╭─ Exercise material
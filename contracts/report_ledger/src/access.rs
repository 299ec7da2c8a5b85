use soroban_sdk::{symbol_short, Address, Env, Symbol};

use crate::{events, LedgerError};

const OPERATOR: Symbol = symbol_short!("OPERATOR");

/// The all-zero ed25519 account. Stellar has no zero address, so this is
/// the identity operator rotation refuses.
pub const NULL_ACCOUNT: &str = "GAAAAAAAAAAAAAAAAAAAAAAAAAAAAAAAAAAAAAAAAAAAAAAAAAAAAWHF";

pub fn get_operator(env: &Env) -> Option<Address> {
    env.storage().instance().get(&OPERATOR)
}

pub(crate) fn set_initial_operator(env: &Env, operator: &Address) {
    env.storage().instance().set(&OPERATOR, operator);
}

pub fn is_null_identity(env: &Env, address: &Address) -> bool {
    *address == Address::from_str(env, NULL_ACCOUNT)
}

/// Hand the operator role to `new_operator`. Callers enforce `require_auth`.
pub fn set_operator(env: &Env, caller: &Address, new_operator: Address) -> Result<(), LedgerError> {
    let current = get_operator(env).ok_or(LedgerError::NotInitialized)?;
    if *caller != current {
        return Err(LedgerError::Unauthorized);
    }
    if is_null_identity(env, &new_operator) {
        return Err(LedgerError::ZeroAddress);
    }

    env.storage().instance().set(&OPERATOR, &new_operator);
    events::publish_operator_changed(env, current, new_operator);

    Ok(())
}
╰─
Work task —
Copy from the entries only those lines that hold the word "events".

Output of the task —
use crate::{events, LedgerError};
    events::publish_operator_changed(env, current, new_operator);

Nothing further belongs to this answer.